**Task statement**
Search the data for the string "keys" and copy each line where it turns up.

**Material supplied**
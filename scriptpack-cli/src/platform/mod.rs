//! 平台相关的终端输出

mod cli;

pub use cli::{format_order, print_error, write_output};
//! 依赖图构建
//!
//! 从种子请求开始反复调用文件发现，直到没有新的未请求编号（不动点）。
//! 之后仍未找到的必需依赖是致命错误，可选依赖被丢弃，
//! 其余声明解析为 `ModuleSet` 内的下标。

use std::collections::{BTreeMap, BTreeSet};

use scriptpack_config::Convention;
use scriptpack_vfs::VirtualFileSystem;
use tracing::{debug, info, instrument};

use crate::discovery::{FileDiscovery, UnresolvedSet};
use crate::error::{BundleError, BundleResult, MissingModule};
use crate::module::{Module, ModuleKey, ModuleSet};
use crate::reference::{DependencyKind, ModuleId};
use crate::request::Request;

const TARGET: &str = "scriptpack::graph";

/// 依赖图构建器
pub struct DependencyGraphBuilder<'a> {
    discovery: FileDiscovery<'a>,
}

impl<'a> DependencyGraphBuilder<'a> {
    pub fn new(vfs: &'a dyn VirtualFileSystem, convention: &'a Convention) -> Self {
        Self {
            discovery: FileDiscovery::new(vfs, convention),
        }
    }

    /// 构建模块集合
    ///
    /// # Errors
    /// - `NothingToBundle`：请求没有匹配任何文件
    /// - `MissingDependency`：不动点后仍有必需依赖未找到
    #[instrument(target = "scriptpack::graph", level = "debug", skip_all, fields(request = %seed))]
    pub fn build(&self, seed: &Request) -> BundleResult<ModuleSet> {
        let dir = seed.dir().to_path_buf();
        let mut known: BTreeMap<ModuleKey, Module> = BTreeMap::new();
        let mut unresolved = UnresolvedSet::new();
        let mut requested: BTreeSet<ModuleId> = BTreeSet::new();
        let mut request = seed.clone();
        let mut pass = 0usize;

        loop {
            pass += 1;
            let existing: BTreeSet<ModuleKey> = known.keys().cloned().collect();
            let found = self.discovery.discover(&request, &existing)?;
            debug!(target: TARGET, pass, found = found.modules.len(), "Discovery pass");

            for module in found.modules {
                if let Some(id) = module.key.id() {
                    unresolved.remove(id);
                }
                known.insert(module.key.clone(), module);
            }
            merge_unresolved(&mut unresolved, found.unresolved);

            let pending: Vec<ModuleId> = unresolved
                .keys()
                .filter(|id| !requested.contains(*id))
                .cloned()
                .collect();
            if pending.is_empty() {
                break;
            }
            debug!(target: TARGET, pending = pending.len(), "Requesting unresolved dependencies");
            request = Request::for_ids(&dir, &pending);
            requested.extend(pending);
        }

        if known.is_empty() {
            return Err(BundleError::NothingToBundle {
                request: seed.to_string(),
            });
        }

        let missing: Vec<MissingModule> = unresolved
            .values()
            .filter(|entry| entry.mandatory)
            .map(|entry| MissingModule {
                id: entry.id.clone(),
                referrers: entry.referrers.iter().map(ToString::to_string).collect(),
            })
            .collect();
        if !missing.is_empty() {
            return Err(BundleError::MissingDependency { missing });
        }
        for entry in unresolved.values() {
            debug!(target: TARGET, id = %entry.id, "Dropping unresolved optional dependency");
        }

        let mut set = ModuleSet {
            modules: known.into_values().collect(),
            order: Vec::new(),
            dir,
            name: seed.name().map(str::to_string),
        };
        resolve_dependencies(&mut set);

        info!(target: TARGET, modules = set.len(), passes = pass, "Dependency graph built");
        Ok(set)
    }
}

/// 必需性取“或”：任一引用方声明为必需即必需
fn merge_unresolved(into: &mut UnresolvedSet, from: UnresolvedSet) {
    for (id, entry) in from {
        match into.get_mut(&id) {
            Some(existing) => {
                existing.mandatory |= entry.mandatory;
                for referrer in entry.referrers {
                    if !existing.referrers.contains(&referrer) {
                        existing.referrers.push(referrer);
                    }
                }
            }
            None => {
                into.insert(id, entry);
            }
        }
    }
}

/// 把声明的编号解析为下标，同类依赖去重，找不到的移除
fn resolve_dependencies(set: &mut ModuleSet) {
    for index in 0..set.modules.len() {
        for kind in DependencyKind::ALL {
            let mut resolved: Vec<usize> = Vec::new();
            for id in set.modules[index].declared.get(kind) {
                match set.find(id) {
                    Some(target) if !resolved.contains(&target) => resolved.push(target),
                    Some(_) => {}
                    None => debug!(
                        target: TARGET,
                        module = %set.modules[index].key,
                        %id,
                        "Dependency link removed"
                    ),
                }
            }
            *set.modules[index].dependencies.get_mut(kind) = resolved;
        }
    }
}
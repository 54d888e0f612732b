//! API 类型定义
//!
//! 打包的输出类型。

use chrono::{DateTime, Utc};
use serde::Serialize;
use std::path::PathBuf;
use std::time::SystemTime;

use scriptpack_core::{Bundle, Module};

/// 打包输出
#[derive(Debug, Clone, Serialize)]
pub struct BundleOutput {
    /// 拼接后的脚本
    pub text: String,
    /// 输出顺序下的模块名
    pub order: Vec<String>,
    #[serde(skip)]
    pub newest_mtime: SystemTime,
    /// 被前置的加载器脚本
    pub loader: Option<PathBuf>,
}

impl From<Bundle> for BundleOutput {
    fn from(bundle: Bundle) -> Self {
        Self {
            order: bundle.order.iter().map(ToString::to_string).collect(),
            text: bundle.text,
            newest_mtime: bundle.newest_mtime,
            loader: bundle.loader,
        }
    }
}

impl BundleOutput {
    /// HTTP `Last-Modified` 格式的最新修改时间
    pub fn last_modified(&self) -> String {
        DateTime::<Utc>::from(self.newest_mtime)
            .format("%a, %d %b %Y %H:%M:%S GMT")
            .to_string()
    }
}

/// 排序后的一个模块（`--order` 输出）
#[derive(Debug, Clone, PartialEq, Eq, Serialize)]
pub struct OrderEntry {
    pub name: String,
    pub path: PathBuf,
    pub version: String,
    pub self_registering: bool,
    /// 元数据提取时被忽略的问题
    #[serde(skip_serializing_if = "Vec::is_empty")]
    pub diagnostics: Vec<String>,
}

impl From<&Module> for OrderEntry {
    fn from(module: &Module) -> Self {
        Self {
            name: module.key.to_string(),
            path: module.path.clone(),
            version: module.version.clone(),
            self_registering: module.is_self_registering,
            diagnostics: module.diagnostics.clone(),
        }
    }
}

**Written response**
            let existing: BTreeSet<ModuleKey> = known.keys().cloned().collect();
                .keys()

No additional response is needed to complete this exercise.